Burning Man is essentially about two things. First, it's a social experiment of a community where commerce does not exist, where you try to give unconditional love to strangers; kind of a big commune where everyone looks out for each other. Second, it's a blank canvas for artists and everyone else to basically try whatever they want. People seem to drop the roles they've acquired in "normal life" and take on whatever seems to fit them at the moment. People generally accept you at face value with an open mind, and you are absolutely guaranteed not to be the weirdest kid on the block. It took me a few days to get used to it all. Burning Man has a reputation for drug use but really it's weird enough on its own, no chemical supplements necessary. There's also this omnipresent quasi-dark sense of humor underneath everything; deep down, everything is all an elaborate joke. And there's 50,000+ people there, so almost everything that could be happening is happening somewhere.

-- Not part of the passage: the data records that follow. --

use std::sync::{Arc, Mutex};
use std::time::{SystemTime, UNIX_EPOCH};

use tabular_normalizer::ingestion::{
    normalize_with_options, CompositeObserver, FileObserver, NormalizeContext, NormalizeObserver,
    NormalizeOptions, NormalizeSeverity, NormalizeStats,
};
use tabular_normalizer::types::{QualityFlags, RawFile};
use tabular_normalizer::{FailureKind, IngestionFailure};

#[derive(Default)]
struct RecordingObserver {
    successes: Mutex<Vec<NormalizeStats>>,
    degraded: Mutex<Vec<Vec<&'static str>>>,
    failures: Mutex<Vec<(NormalizeSeverity, FailureKind)>>,
    alerts: Mutex<Vec<NormalizeSeverity>>,
}

impl NormalizeObserver for RecordingObserver {
    fn on_success(&self, _ctx: &NormalizeContext, stats: NormalizeStats) {
        self.successes.lock().unwrap().push(stats);
    }

    fn on_degraded(&self, _ctx: &NormalizeContext, quality: &QualityFlags) {
        self.degraded.lock().unwrap().push(quality.names());
    }

    fn on_failure(&self, _ctx: &NormalizeContext, severity: NormalizeSeverity, failure: &IngestionFailure) {
        self.failures.lock().unwrap().push((severity, failure.kind()));
    }

    fn on_alert(&self, _ctx: &NormalizeContext, severity: NormalizeSeverity, _failure: &IngestionFailure) {
        self.alerts.lock().unwrap().push(severity);
    }
}

fn options_with(obs: Arc<RecordingObserver>, alert_at_or_above: NormalizeSeverity) -> NormalizeOptions {
    NormalizeOptions {
        observer: Some(obs),
        alert_at_or_above,
        ..Default::default()
    }
}

#[test]
fn observer_receives_success_stats() {
    let obs = Arc::new(RecordingObserver::default());
    let opts = options_with(obs.clone(), NormalizeSeverity::Critical);

    let raw = RawFile::new("ok.csv", b"id;name\n1;Ada\n2;Grace\n".to_vec());
    normalize_with_options(&raw, &opts).unwrap();

    assert_eq!(
        obs.successes.lock().unwrap().clone(),
        vec![NormalizeStats { rows: 2, columns: 2 }]
    );
    assert!(obs.degraded.lock().unwrap().is_empty());
    assert!(obs.failures.lock().unwrap().is_empty());
}

#[test]
fn observer_is_told_about_degraded_tables() {
    let obs = Arc::new(RecordingObserver::default());
    let opts = options_with(obs.clone(), NormalizeSeverity::Critical);

    let raw = RawFile::new("ragged.csv", b"a;b;c\n1;2;3\n4;5;6\n7;8\n".to_vec());
    normalize_with_options(&raw, &opts).unwrap();

    assert_eq!(obs.successes.lock().unwrap().len(), 1);
    assert_eq!(
        obs.degraded.lock().unwrap().clone(),
        vec![vec!["row_length_mismatch"]]
    );
}

#[test]
fn observer_receives_failure_without_alert_below_threshold() {
    let obs = Arc::new(RecordingObserver::default());
    let opts = options_with(obs.clone(), NormalizeSeverity::Critical);

    let raw = RawFile::new("empty.csv", Vec::new());
    let _ = normalize_with_options(&raw, &opts).unwrap_err();

    assert_eq!(
        obs.failures.lock().unwrap().clone(),
        vec![(NormalizeSeverity::Warning, FailureKind::EmptyFile)]
    );
    assert!(obs.alerts.lock().unwrap().is_empty());
}

#[test]
fn observer_receives_alert_at_threshold() {
    let obs = Arc::new(RecordingObserver::default());
    let opts = options_with(obs.clone(), NormalizeSeverity::Error);

    let raw = RawFile::new("prose.csv", b"no delimiters here\nnor here\n".to_vec());
    let _ = normalize_with_options(&raw, &opts).unwrap_err();

    assert_eq!(
        obs.failures.lock().unwrap().clone(),
        vec![(NormalizeSeverity::Error, FailureKind::UnsniffableDialect)]
    );
    assert_eq!(obs.alerts.lock().unwrap().clone(), vec![NormalizeSeverity::Error]);
}

#[test]
fn composite_and_file_observers_fan_out() {
    let nanos = SystemTime::now()
        .duration_since(UNIX_EPOCH)
        .unwrap()
        .as_nanos();
    let log_path = std::env::temp_dir().join(format!("tabular-normalizer-observer-{nanos}.log"));

    let recording = Arc::new(RecordingObserver::default());
    let recording_obs: Arc<dyn NormalizeObserver> = recording.clone();
    let file_obs: Arc<dyn NormalizeObserver> = Arc::new(FileObserver::new(&log_path));
    let composite = CompositeObserver::new(vec![recording_obs, file_obs]);
    let opts = NormalizeOptions {
        observer: Some(Arc::new(composite)),
        alert_at_or_above: NormalizeSeverity::Warning,
        ..Default::default()
    };

    let _ = normalize_with_options(&RawFile::new("report.pdf", b"%PDF".to_vec()), &opts).unwrap_err();
    normalize_with_options(&RawFile::new("ok.csv", b"a,b\n1,2\n".to_vec()), &opts).unwrap();

    assert_eq!(
        recording.failures.lock().unwrap().clone(),
        vec![(NormalizeSeverity::Warning, FailureKind::UnsupportedFormat)]
    );
    assert_eq!(recording.alerts.lock().unwrap().len(), 1);

    let log = std::fs::read_to_string(&log_path).unwrap();
    assert!(log.contains("fail severity=Warning"));
    assert!(log.contains("ALERT severity=Warning"));
    assert!(log.contains("ok format=Some(Csv) path=ok.csv rows=1 columns=2"));

    let _ = std::fs::remove_file(&log_path);
}
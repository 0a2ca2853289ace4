use std::fmt;
use std::path::PathBuf;

use serde::Serialize;
use thiserror::Error;

/// Convenience result type for detection and normalization steps.
pub type NormalizeResult<T> = Result<T, NormalizeError>;

/// Error type returned by the detection and normalization steps.
///
/// These errors carry no file path; [`crate::ingestion::normalize`] wraps them in an
/// [`IngestionFailure`] together with the offending path.
#[derive(Debug, Error)]
pub enum NormalizeError {
    /// The byte buffer is empty.
    #[error("file is empty")]
    EmptyFile,

    /// No delimiter candidate reached the minimum consistency across the sample window.
    #[error("cannot sniff dialect: {message}")]
    UnsniffableDialect { message: String },

    /// The spreadsheet container could not be opened or read.
    #[error("corrupt {format} container: {message}")]
    CorruptContainer { format: String, message: String },

    /// The declared extension is not one of `csv`, `xls`, `xlsx`.
    #[error("unsupported format '{extension}'")]
    UnsupportedFormat { extension: String },

    /// The sniffed dialect could not split the decoded text into records.
    #[error("csv error: {0}")]
    Csv(#[from] csv::Error),

    /// Underlying I/O error while loading a file from disk (batch layer only).
    #[error("io error: {0}")]
    Io(#[from] std::io::Error),
}

impl NormalizeError {
    /// Classification of this error.
    pub fn kind(&self) -> FailureKind {
        match self {
            NormalizeError::EmptyFile => FailureKind::EmptyFile,
            NormalizeError::UnsniffableDialect { .. } | NormalizeError::Csv(_) => {
                FailureKind::UnsniffableDialect
            }
            NormalizeError::CorruptContainer { .. } => FailureKind::CorruptContainer,
            NormalizeError::UnsupportedFormat { .. } => FailureKind::UnsupportedFormat,
            NormalizeError::Io(_) => FailureKind::Io,
        }
    }
}

/// Failure taxonomy. Every kind is per-file and non-fatal to a batch.
#[derive(Debug, Clone, Copy, PartialEq, Eq, Hash, Serialize)]
#[serde(rename_all = "snake_case")]
pub enum FailureKind {
    EmptyFile,
    UnsniffableDialect,
    CorruptContainer,
    UnsupportedFormat,
    Io,
}

impl fmt::Display for FailureKind {
    fn fmt(&self, f: &mut fmt::Formatter<'_>) -> fmt::Result {
        let s = match self {
            FailureKind::EmptyFile => "empty_file",
            FailureKind::UnsniffableDialect => "unsniffable_dialect",
            FailureKind::CorruptContainer => "corrupt_container",
            FailureKind::UnsupportedFormat => "unsupported_format",
            FailureKind::Io => "io",
        };
        f.write_str(s)
    }
}

/// A classified, terminal failure for one file.
#[derive(Debug, Error)]
#[error("{path}: {error}", path = .path.display())]
pub struct IngestionFailure {
    /// Path of the file that failed (diagnostics only).
    pub path: PathBuf,
    /// Underlying classified error.
    #[source]
    pub error: NormalizeError,
}

impl IngestionFailure {
    pub fn new(path: impl Into<PathBuf>, error: NormalizeError) -> Self {
        Self {
            path: path.into(),
            error,
        }
    }

    /// Classification of the failure.
    pub fn kind(&self) -> FailureKind {
        self.error.kind()
    }

    /// Optional diagnostic message (the variant's message, when it has one).
    pub fn message(&self) -> Option<String> {
        match &self.error {
            NormalizeError::EmptyFile => None,
            NormalizeError::UnsniffableDialect { message } => Some(message.clone()),
            NormalizeError::CorruptContainer { message, .. } => Some(message.clone()),
            NormalizeError::UnsupportedFormat { extension } => {
                Some(format!("extension '{extension}'"))
            }
            NormalizeError::Csv(e) => Some(e.to_string()),
            NormalizeError::Io(e) => Some(e.to_string()),
        }
    }
}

There was a giant Mad Max style Thunderdome the audience could climb on top of and watch participants strapped to bungee cords beat on each other with giant foam sticks. There was a giant grilled cheese diner that moved to a new location every night so it was always a surprise. There was a camp that would outfit you with any costume you wanted as long as you walked down the runway and they insulted you after you put it on. There was a phone booth where you could talk to God (he's a lot more reasonable than you'd expect). There was a sarcastic fortune teller in a box who moved around the playa. There was a roller derby on the playa. There were "art cars" driving around the playa at night; everything from flying carpets to flame-throwing pirate ships that you could just hop on and join the moving party (most had a bar, though you had to bring your own cup). There were talks and classes going on and people handing you sake and bacon as you biked down the street. I did a barrel roll in an airplane at 11,000ft. I took a "shower" by running behind a water-spraying truck. I lost my bike one day and following the advice of the advice booth man sitting in the middle of the desert, I wrote "I need a bike, I lost mine" on my chest and had a new one withing a few hours. People are just waiting to bend over backwards for strangers in an environment where it's allowed and encouraged (it also helps that the festival lasts only a week...). You may have seen the van's new paint job. It came from people walking down the street in Black Rock City, I brought paint and told them to paint whatever they wanted, meanwhile serving margaritas out of my solar-powered blender. The last few days there were dust storms so bad you couldn't see 3 feet in front of you and needed a mask and goggles to get around. Your hair turned into a big grey dusty mass. There's still plenty of playa dust in just about everything I own.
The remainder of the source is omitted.